How Meta's VR and AR Could Transform Through AI – CNET

How Meta's VR and AR Could Transform Through AI - CNET

As everyone in tech announces AI in everything and Apple readies its first VR/AR headset for next year, Meta’s most recent news at the company’s developer-focused Connect conference straddles both sides at once. In one sense, the products announced were straightforward: a new graphically-boosted Quest 3 and improved camera and audio-enabled Ray-Ban glasses coming later this month. Meta also announced a series of personality-driven AI chatbots, and a generative AI image and sticker-creating tool called Emu.

I’ve been following Meta’s moves in VR and AR since before Oculus was acquired by Facebook, and even visited Meta’s research labs last year for signs of where the future is headed. But at the end of 2023, it seems more than ever that the products we’ve come to recognize as “VR” and “smart glasses” are transforming. The Quest 3 has mixed-reality functions similar to the Apple Vision Pro, feeling at times like AR glasses in VR form. The glasses, next year, will start having AI onboard that will recognize objects and translate text, acting almost like display-free versions of Google Glass or some sort of early AR glasses prototype. And both should be able to run forms of Google’s conversational AI, and possibly a lot more, thanks to Qualcomm’s latest generation of more powerful chips.

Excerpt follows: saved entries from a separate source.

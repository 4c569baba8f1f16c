//! Group membership repository implementation

use sqlx::{PgExecutor, PgPool};
use uuid::Uuid;
use crate::models::membership::{Membership, MembershipRow, NewMembership};
use crate::utils::errors::StoreResult;

#[derive(Clone)]
#[derive(Debug)]
pub struct MemberRepository {
    pool: PgPool,
}

impl MemberRepository {
    pub fn new(pool: PgPool) -> Self {
        Self { pool }
    }

    /// Insert a membership on any executor. The `(group_id, user_id)` primary
    /// key turns a racing duplicate into `StoreError::DuplicateMembership`.
    pub async fn insert_with<'e, E>(executor: E, membership: &NewMembership) -> StoreResult<Membership>
    where
        E: PgExecutor<'e>,
    {
        let row = sqlx::query_as::<_, MembershipRow>(
            r#"
            INSERT INTO group_members (group_id, user_id, role, joined_at)
            VALUES ($1, $2, $3, $4)
            RETURNING group_id, user_id, role, joined_at
            "#
        )
        .bind(membership.group_id)
        .bind(membership.user_id)
        .bind(membership.role.as_str())
        .bind(membership.joined_at)
        .fetch_one(executor)
        .await
        .map_err(super::classify)?;

        Membership::try_from(row)
    }

    /// Add member to group
    pub async fn add_member(&self, membership: &NewMembership) -> StoreResult<Membership> {
        Self::insert_with(&self.pool, membership).await
    }

    /// Find a single membership
    pub async fn find(&self, group_id: Uuid, user_id: Uuid) -> StoreResult<Option<Membership>> {
        let row = sqlx::query_as::<_, MembershipRow>(
            "SELECT group_id, user_id, role, joined_at FROM group_members WHERE group_id = $1 AND user_id = $2"
        )
        .bind(group_id)
        .bind(user_id)
        .fetch_optional(&self.pool)
        .await?;

        row.map(Membership::try_from).transpose()
    }

    /// Get group members
    pub async fn get_members(&self, group_id: Uuid) -> StoreResult<Vec<Membership>> {
        let rows = sqlx::query_as::<_, MembershipRow>(
            "SELECT group_id, user_id, role, joined_at FROM group_members WHERE group_id = $1 ORDER BY joined_at ASC"
        )
        .bind(group_id)
        .fetch_all(&self.pool)
        .await?;

        rows.into_iter().map(Membership::try_from).collect()
    }
}
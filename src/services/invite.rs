//! Invite service
//!
//! Entry points for the presentation layer. Every call carries the caller's
//! [`AuthContext`]; results and errors are plain values for the caller to render.

use std::sync::Arc;

use tracing::debug;
use uuid::Uuid;

use crate::config::InvitesConfig;
use crate::database::GroupStore;
use crate::models::{Group, InviteLink, JoinOutcome, Membership, VerifiedGroup};
use crate::services::auth::{AuthContext, AuthService};
use crate::services::issuer::InviteIssuer;
use crate::services::joiner::MembershipJoiner;
use crate::services::verifier::InviteVerifier;
use crate::utils::errors::{Result, TrackerError};
use crate::utils::logging::log_service_error;

#[derive(Clone)]
pub struct InviteService {
    auth: AuthService,
    issuer: InviteIssuer,
    verifier: InviteVerifier,
    joiner: MembershipJoiner,
    store: Arc<dyn GroupStore>,
    base_url: String,
}

impl InviteService {
    pub fn new(store: Arc<dyn GroupStore>, config: InvitesConfig) -> Self {
        let verifier = InviteVerifier::new(store.clone());

        Self {
            auth: AuthService::new(store.clone()),
            issuer: InviteIssuer::new(store.clone(), config.clone()),
            joiner: MembershipJoiner::new(store.clone(), verifier.clone(), config.clone()),
            verifier,
            store,
            base_url: config.base_url,
        }
    }

    pub fn issuer(&self) -> &InviteIssuer {
        &self.issuer
    }

    pub fn verifier(&self) -> &InviteVerifier {
        &self.verifier
    }

    pub fn joiner(&self) -> &MembershipJoiner {
        &self.joiner
    }

    /// Create a group owned by the caller
    pub async fn create_group(&self, auth: &AuthContext, group_name: &str) -> Result<Group> {
        let result: Result<Group> = async {
            let user_id = self.auth.require_registered_user(auth).await?;
            self.issuer.issue(group_name, user_id).await
        }
        .await;
        observe("create_group", result)
    }

    /// Rotate the invite token of a group the caller belongs to
    pub async fn regenerate_invite(&self, auth: &AuthContext, group_id: Uuid) -> Result<Group> {
        let result: Result<Group> = async {
            let user_id = auth.require_user()?;
            self.issuer.regenerate(group_id, user_id).await
        }
        .await;
        observe("regenerate_invite", result)
    }

    /// Check an invite without joining
    pub async fn verify_invite(
        &self,
        auth: &AuthContext,
        join_code: &str,
        invite_token: &str,
    ) -> Result<VerifiedGroup> {
        let result: Result<VerifiedGroup> = async {
            auth.require_user()?;
            self.verifier.verify(join_code, invite_token).await
        }
        .await;
        observe("verify_invite", result)
    }

    /// Canonical join path: verified code and token
    pub async fn join_with_invite(
        &self,
        auth: &AuthContext,
        join_code: &str,
        invite_token: &str,
    ) -> Result<JoinOutcome> {
        let result: Result<JoinOutcome> = async {
            let user_id = self.auth.require_registered_user(auth).await?;
            self.joiner.join_with_invite(join_code, invite_token, user_id).await
        }
        .await;
        observe("join_with_invite", result)
    }

    /// Join through a shared invite link
    pub async fn join_with_link(&self, auth: &AuthContext, link: &str) -> Result<JoinOutcome> {
        let result: Result<JoinOutcome> = async {
            let user_id = self.auth.require_registered_user(auth).await?;
            let credentials = InviteLink::parse(link)?.credentials()?;
            debug!(user_id = %user_id, join_code = %credentials.join_code, "Joining through invite link");
            self.joiner
                .join_with_credentials_at(&credentials, user_id, chrono::Utc::now())
                .await
        }
        .await;
        observe("join_with_link", result)
    }

    /// Legacy code-only join
    pub async fn join_by_code(&self, auth: &AuthContext, join_code: &str) -> Result<JoinOutcome> {
        let result: Result<JoinOutcome> = async {
            let user_id = self.auth.require_registered_user(auth).await?;
            self.joiner.join_by_code(join_code, user_id).await
        }
        .await;
        observe("join_by_code", result)
    }

    /// Shareable link carrying the group's current invite pair
    pub async fn invite_link(&self, auth: &AuthContext, group_id: Uuid) -> Result<InviteLink> {
        let result: Result<InviteLink> = async {
            let user_id = auth.require_user()?;
            self.auth.require_membership(group_id, user_id).await?;

            let group = self
                .store
                .find_group(group_id)
                .await?
                .ok_or(TrackerError::GroupNotFound { group_id })?;

            InviteLink::for_group(&self.base_url, &group)
        }
        .await;
        observe("invite_link", result)
    }

    /// Members of a group the caller belongs to, oldest first
    pub async fn group_members(&self, auth: &AuthContext, group_id: Uuid) -> Result<Vec<Membership>> {
        let result: Result<Vec<Membership>> = async {
            let user_id = auth.require_user()?;
            self.auth.require_membership(group_id, user_id).await?;
            Ok(self.store.list_memberships(group_id).await?)
        }
        .await;
        observe("group_members", result)
    }
}

fn observe<T>(operation: &str, result: Result<T>) -> Result<T> {
    if let Err(e) = &result {
        log_service_error(operation, e);
    }
    result
}
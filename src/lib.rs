//! MeepleLog
//!
//! Invite and group-join workflow for a board-game session tracker.
//! Groups carry a short join code and a rotating, expiring invite token;
//! prospective members present both to be admitted exactly once.

#![allow(non_snake_case)]

pub mod config;
pub mod services;
pub mod models;
pub mod database;
pub mod utils;

// Re-export commonly used types
pub use config::Settings;
pub use utils::errors::{TrackerError, StoreError, Result};

// Re-export main components for easy access
pub use database::{DatabaseService, GroupStore, MemoryStore};
pub use models::{Group, InviteLink, JoinOutcome, MemberRole, Membership, VerifiedGroup};
pub use services::{AuthContext, InviteIssuer, InviteService, InviteVerifier, MembershipJoiner, ServiceFactory};

/// Library version
pub const VERSION: &str = env!("CARGO_PKG_VERSION");

/// Library name
pub const NAME: &str = env!("CARGO_PKG_NAME");

/// Get library information
pub fn info() -> String {
    format!("{} v{}", NAME, VERSION)
}
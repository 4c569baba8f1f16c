//! Error handling for MeepleLog
//!
//! This module defines the error types returned by the invite workflow
//! and by the store implementations behind it.

use chrono::{DateTime, Utc};
use thiserror::Error;
use uuid::Uuid;

/// Main error type for MeepleLog operations
#[derive(Error, Debug)]
pub enum TrackerError {
    #[error("Not authenticated")]
    NotAuthenticated,

    #[error("User not found: {user_id}")]
    UserNotFound { user_id: Uuid },

    #[error("Group not found: {group_id}")]
    GroupNotFound { group_id: Uuid },

    #[error("Membership not found: user {user_id} in group {group_id}")]
    MembershipNotFound { group_id: Uuid, user_id: Uuid },

    #[error("Invalid invite credential")]
    InvalidCredential,

    #[error("Invite expired at {expired_at}")]
    Expired { expired_at: DateTime<Utc> },

    #[error("Permission denied: {0}")]
    PermissionDenied(String),

    #[error("Invalid input: {0}")]
    InvalidInput(String),

    #[error("Configuration error: {0}")]
    Config(String),

    #[error("Store error: {0}")]
    Store(#[from] StoreError),
}

/// Errors reported by a [`GroupStore`](crate::database::GroupStore) implementation
#[derive(Error, Debug)]
pub enum StoreError {
    #[error("Database error: {0}")]
    Database(#[from] sqlx::Error),

    #[error("Database migration error: {0}")]
    Migration(#[from] sqlx::migrate::MigrateError),

    #[error("Membership already exists")]
    DuplicateMembership,

    #[error("Join code already in use")]
    DuplicateJoinCode,

    #[error("Group already exists")]
    DuplicateGroup,

    #[error("Referenced row not found")]
    NotFound,

    #[error("Corrupt row: {0}")]
    Corrupt(String),
}

/// Result type alias for MeepleLog operations
pub type Result<T> = std::result::Result<T, TrackerError>;

/// Result type alias for store operations
pub type StoreResult<T> = std::result::Result<T, StoreError>;

impl TrackerError {
    /// Short machine-checkable code for the presentation layer
    pub fn code(&self) -> &'static str {
        match self {
            TrackerError::NotAuthenticated => "not_authenticated",
            TrackerError::UserNotFound { .. } => "user_not_found",
            TrackerError::GroupNotFound { .. } | TrackerError::MembershipNotFound { .. } => "not_found",
            TrackerError::InvalidCredential => "invalid_credential",
            TrackerError::Expired { .. } => "expired",
            TrackerError::PermissionDenied(_) => "permission_denied",
            TrackerError::InvalidInput(_) => "invalid_input",
            TrackerError::Config(_) => "config",
            TrackerError::Store(_) => "store_failure",
        }
    }

    /// Group or membership missing
    pub fn is_not_found(&self) -> bool {
        matches!(
            self,
            TrackerError::GroupNotFound { .. } | TrackerError::MembershipNotFound { .. }
        )
    }

    /// Underlying persistence failed
    pub fn is_store_failure(&self) -> bool {
        matches!(self, TrackerError::Store(_))
    }

    /// Check if the caller may reasonably try the same request again
    pub fn is_recoverable(&self) -> bool {
        match self {
            TrackerError::Store(StoreError::Database(_)) => true,
            TrackerError::Store(StoreError::DuplicateJoinCode) => true,
            TrackerError::NotAuthenticated => true,
            _ => false,
        }
    }

    /// Get error severity level
    pub fn severity(&self) -> ErrorSeverity {
        match self {
            TrackerError::Store(_) => ErrorSeverity::Critical,
            TrackerError::Config(_) => ErrorSeverity::Critical,
            TrackerError::PermissionDenied(_) => ErrorSeverity::Warning,
            TrackerError::NotAuthenticated => ErrorSeverity::Warning,
            TrackerError::InvalidCredential | TrackerError::Expired { .. } => ErrorSeverity::Info,
            TrackerError::InvalidInput(_) => ErrorSeverity::Info,
            _ => ErrorSeverity::Error,
        }
    }
}

/// Error severity levels
#[derive(Debug, Clone, Copy, PartialEq, Eq)]
pub enum ErrorSeverity {
    Info,
    Warning,
    Error,
    Critical,
}

impl std::fmt::Display for ErrorSeverity {
    fn fmt(&self, f: &mut std::fmt::Formatter<'_>) -> std::fmt::Result {
        match self {
            ErrorSeverity::Info => write!(f, "INFO"),
            ErrorSeverity::Warning => write!(f, "WARN"),
            ErrorSeverity::Error => write!(f, "ERROR"),
            ErrorSeverity::Critical => write!(f, "CRITICAL"),
        }
    }
}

meta-quest-3-1080-seq-cnet-00-07-15-02-still005
Watch this: Meta’s Big News: Quest 3, Smart Glasses and AI Celebrities

To get a better sense of how Meta will combine VR, AR and AI, I spoke with Meta’s CTO and product head, Andrew Bosworth, to ask about the future. What about Samsung’s expected device? Where is eye tracking, which was on Quest Pro but is a missing feature on Quest 3? And what about Beat Saber in mixed reality?

The following conversation was lightly edited for clarity and length.

Where do you see the relationship between Meta’s Quest 3, smart glasses and AI? 
Bosworth: If you would draw a box-and-arrows diagram of the architecture we’ve been envisioning for AR for a long time, one of the boxes is like, AI… ? (laughs) It’s so rare in this industry that a technology comes along that solves your problem without you actively pursuing it. But that’s kind of what’s happened [with AI]. 

If you had asked me and [Meta Reality Labs Chief Scientist] Michael Abrash, two years ago, even maybe last year, what’s the number one biggest risk to AR working … as hard as those displays are, as hard as the rendering is, it would have been the AI. Your expectations as a human to have an interface that can see what you can see, hear where you can hear, to have common sense is high. And our ability to provide common sense is low. That’s the problem.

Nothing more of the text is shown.